Below are records; reproduce exactly the lines from the one that has "#[cfg(test)]" through the one that has "no machine declares.", ends included, and nothing more.

═════ EXERCISE MATERIAL ═════

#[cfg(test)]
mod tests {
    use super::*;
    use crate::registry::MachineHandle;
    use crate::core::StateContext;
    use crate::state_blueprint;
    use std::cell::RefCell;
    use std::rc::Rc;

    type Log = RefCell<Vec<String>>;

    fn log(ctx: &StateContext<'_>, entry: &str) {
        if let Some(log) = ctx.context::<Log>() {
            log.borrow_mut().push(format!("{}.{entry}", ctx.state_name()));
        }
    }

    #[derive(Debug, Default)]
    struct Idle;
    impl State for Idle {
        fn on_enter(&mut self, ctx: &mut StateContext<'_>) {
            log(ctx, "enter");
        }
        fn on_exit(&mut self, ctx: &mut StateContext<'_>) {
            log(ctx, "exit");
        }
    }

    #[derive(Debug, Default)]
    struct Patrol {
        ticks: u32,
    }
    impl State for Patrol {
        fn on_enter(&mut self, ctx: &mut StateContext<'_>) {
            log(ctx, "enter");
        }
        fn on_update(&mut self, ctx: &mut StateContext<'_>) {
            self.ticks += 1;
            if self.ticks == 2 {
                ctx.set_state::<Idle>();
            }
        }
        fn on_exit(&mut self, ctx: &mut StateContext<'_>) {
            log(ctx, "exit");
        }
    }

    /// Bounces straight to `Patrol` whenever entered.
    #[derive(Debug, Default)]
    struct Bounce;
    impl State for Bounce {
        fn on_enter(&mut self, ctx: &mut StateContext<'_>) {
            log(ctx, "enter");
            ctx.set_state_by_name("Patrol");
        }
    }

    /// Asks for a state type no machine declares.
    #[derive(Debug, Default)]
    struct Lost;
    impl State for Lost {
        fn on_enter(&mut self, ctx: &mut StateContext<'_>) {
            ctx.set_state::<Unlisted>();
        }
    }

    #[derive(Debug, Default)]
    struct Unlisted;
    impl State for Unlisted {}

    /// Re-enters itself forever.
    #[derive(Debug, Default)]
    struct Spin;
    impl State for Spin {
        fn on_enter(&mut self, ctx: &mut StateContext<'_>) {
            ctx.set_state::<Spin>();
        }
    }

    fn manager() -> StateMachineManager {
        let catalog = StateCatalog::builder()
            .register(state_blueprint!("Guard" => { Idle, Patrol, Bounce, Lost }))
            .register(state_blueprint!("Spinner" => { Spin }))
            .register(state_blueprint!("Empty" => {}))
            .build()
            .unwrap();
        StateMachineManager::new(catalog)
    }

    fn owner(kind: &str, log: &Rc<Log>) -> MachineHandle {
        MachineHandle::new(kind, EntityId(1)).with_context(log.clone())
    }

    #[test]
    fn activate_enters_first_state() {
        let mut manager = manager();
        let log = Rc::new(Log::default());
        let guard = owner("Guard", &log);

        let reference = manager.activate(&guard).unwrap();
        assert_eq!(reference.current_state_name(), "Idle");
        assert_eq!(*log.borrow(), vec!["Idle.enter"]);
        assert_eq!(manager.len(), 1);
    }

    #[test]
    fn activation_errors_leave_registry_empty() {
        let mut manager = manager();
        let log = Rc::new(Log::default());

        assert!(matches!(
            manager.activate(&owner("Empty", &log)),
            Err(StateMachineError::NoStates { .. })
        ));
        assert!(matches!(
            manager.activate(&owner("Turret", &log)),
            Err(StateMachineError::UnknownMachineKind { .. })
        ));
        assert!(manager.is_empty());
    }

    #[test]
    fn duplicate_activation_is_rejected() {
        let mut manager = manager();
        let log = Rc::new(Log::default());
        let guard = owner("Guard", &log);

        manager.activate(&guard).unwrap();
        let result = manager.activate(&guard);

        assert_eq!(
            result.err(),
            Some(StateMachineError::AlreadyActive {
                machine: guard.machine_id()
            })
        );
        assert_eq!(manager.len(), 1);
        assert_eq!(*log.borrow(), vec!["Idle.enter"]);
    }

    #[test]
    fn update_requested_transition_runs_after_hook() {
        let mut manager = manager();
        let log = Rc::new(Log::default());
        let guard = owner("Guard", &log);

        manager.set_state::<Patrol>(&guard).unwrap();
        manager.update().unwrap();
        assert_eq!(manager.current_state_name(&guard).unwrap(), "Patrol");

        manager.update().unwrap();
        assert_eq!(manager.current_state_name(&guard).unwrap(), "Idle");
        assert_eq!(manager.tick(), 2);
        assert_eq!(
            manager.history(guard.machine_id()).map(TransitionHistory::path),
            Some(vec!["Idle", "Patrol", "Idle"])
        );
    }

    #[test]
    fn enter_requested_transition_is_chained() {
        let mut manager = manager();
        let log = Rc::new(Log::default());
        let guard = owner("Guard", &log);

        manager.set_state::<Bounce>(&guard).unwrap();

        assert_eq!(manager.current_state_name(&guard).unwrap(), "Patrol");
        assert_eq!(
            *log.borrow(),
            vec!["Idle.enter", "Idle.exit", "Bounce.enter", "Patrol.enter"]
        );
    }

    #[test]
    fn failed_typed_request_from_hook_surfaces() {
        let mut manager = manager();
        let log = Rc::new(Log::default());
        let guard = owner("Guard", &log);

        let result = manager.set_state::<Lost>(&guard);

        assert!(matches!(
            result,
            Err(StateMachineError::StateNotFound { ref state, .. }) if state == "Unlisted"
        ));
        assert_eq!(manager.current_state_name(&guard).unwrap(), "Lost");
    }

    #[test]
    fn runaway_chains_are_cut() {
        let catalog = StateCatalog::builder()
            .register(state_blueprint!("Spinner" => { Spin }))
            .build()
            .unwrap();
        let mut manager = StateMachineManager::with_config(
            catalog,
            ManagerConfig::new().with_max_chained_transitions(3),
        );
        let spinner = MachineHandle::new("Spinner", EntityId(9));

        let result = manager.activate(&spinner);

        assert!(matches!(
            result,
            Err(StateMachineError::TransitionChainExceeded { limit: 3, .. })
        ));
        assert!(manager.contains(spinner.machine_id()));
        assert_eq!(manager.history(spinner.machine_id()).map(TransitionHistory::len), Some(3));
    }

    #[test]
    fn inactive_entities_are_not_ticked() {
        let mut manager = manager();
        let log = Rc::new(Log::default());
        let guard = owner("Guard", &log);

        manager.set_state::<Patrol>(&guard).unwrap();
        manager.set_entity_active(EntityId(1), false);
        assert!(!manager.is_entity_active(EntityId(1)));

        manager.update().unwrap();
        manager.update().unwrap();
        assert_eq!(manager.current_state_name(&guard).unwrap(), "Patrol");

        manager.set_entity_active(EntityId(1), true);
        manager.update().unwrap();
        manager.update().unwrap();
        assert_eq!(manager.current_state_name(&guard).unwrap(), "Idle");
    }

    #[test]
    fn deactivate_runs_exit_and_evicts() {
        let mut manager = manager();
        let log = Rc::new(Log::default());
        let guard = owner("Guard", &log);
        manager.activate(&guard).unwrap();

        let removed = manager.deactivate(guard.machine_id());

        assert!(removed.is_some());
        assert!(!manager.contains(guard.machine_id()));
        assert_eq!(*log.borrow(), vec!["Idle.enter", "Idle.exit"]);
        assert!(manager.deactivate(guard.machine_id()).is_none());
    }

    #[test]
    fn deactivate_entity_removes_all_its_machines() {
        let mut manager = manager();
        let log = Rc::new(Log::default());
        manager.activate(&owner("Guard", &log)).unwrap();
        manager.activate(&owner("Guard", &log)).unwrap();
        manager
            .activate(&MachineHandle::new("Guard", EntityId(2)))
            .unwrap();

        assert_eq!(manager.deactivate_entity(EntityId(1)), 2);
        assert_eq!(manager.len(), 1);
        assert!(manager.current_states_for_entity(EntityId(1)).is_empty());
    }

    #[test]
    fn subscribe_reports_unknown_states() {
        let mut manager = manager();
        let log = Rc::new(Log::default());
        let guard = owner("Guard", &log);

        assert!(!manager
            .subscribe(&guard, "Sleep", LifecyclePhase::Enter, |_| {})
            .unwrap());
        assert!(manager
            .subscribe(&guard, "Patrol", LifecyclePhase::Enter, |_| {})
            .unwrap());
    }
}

═════
═════ EXERCISE MATERIAL ═════

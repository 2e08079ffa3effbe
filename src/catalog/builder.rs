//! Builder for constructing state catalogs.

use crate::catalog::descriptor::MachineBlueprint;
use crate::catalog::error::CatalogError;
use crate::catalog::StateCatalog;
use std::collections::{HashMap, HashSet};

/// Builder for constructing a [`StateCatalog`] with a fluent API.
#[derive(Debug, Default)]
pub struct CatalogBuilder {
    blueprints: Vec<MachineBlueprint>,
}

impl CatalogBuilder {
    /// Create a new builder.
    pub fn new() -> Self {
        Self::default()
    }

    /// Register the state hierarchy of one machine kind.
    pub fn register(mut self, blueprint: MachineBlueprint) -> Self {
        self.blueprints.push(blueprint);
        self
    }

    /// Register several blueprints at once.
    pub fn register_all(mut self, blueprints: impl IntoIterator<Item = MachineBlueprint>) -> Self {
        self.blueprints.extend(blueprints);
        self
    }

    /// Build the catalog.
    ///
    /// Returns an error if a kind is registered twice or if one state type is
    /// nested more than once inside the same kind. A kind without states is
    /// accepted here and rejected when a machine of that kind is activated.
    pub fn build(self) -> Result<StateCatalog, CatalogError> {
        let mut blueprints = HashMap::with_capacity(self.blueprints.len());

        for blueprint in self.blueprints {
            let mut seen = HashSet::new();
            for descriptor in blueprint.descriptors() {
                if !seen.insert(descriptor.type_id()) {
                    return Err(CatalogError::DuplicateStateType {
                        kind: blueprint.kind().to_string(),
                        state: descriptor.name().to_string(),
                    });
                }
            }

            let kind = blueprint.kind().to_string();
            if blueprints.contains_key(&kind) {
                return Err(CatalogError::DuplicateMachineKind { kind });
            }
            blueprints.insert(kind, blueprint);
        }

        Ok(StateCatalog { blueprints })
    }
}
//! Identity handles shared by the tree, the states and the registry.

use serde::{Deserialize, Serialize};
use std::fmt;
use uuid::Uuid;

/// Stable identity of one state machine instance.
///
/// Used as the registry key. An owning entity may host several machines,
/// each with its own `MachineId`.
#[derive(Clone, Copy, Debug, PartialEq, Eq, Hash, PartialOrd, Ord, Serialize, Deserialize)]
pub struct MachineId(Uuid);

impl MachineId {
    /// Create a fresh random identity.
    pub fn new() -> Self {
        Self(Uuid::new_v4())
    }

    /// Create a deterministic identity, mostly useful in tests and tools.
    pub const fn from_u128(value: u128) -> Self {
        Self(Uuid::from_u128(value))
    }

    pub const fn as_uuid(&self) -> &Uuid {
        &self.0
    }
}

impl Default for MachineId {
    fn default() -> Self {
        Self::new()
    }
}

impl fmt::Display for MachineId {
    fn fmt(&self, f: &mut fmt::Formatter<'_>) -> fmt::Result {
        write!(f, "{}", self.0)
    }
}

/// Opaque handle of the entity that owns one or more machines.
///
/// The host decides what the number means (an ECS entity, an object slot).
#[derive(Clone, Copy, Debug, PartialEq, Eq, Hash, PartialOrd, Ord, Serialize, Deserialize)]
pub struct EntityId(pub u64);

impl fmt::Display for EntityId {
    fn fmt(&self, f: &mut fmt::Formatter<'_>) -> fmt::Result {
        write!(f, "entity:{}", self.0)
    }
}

═════

_ANSWER BOX_.
#[cfg(test)]
mod tests {
    use super::*;
    use crate::registry::MachineHandle;
    use crate::core::StateContext;
    use crate::state_blueprint;
    use std::cell::RefCell;
    use std::rc::Rc;

    type Log = RefCell<Vec<String>>;

    fn log(ctx: &StateContext<'_>, entry: &str) {
        if let Some(log) = ctx.context::<Log>() {
            log.borrow_mut().push(format!("{}.{entry}", ctx.state_name()));
        }
    }

    #[derive(Debug, Default)]
    struct Idle;
    impl State for Idle {
        fn on_enter(&mut self, ctx: &mut StateContext<'_>) {
            log(ctx, "enter");
        }
        fn on_exit(&mut self, ctx: &mut StateContext<'_>) {
            log(ctx, "exit");
        }
    }

    #[derive(Debug, Default)]
    struct Patrol {
        ticks: u32,
    }
    impl State for Patrol {
        fn on_enter(&mut self, ctx: &mut StateContext<'_>) {
            log(ctx, "enter");
        }
        fn on_update(&mut self, ctx: &mut StateContext<'_>) {
            self.ticks += 1;
            if self.ticks == 2 {
                ctx.set_state::<Idle>();
            }
        }
        fn on_exit(&mut self, ctx: &mut StateContext<'_>) {
            log(ctx, "exit");
        }
    }

    /// Bounces straight to `Patrol` whenever entered.
    #[derive(Debug, Default)]
    struct Bounce;
    impl State for Bounce {
        fn on_enter(&mut self, ctx: &mut StateContext<'_>) {
            log(ctx, "enter");
            ctx.set_state_by_name("Patrol");
        }
    }

    /// Asks for a state type no machine declares.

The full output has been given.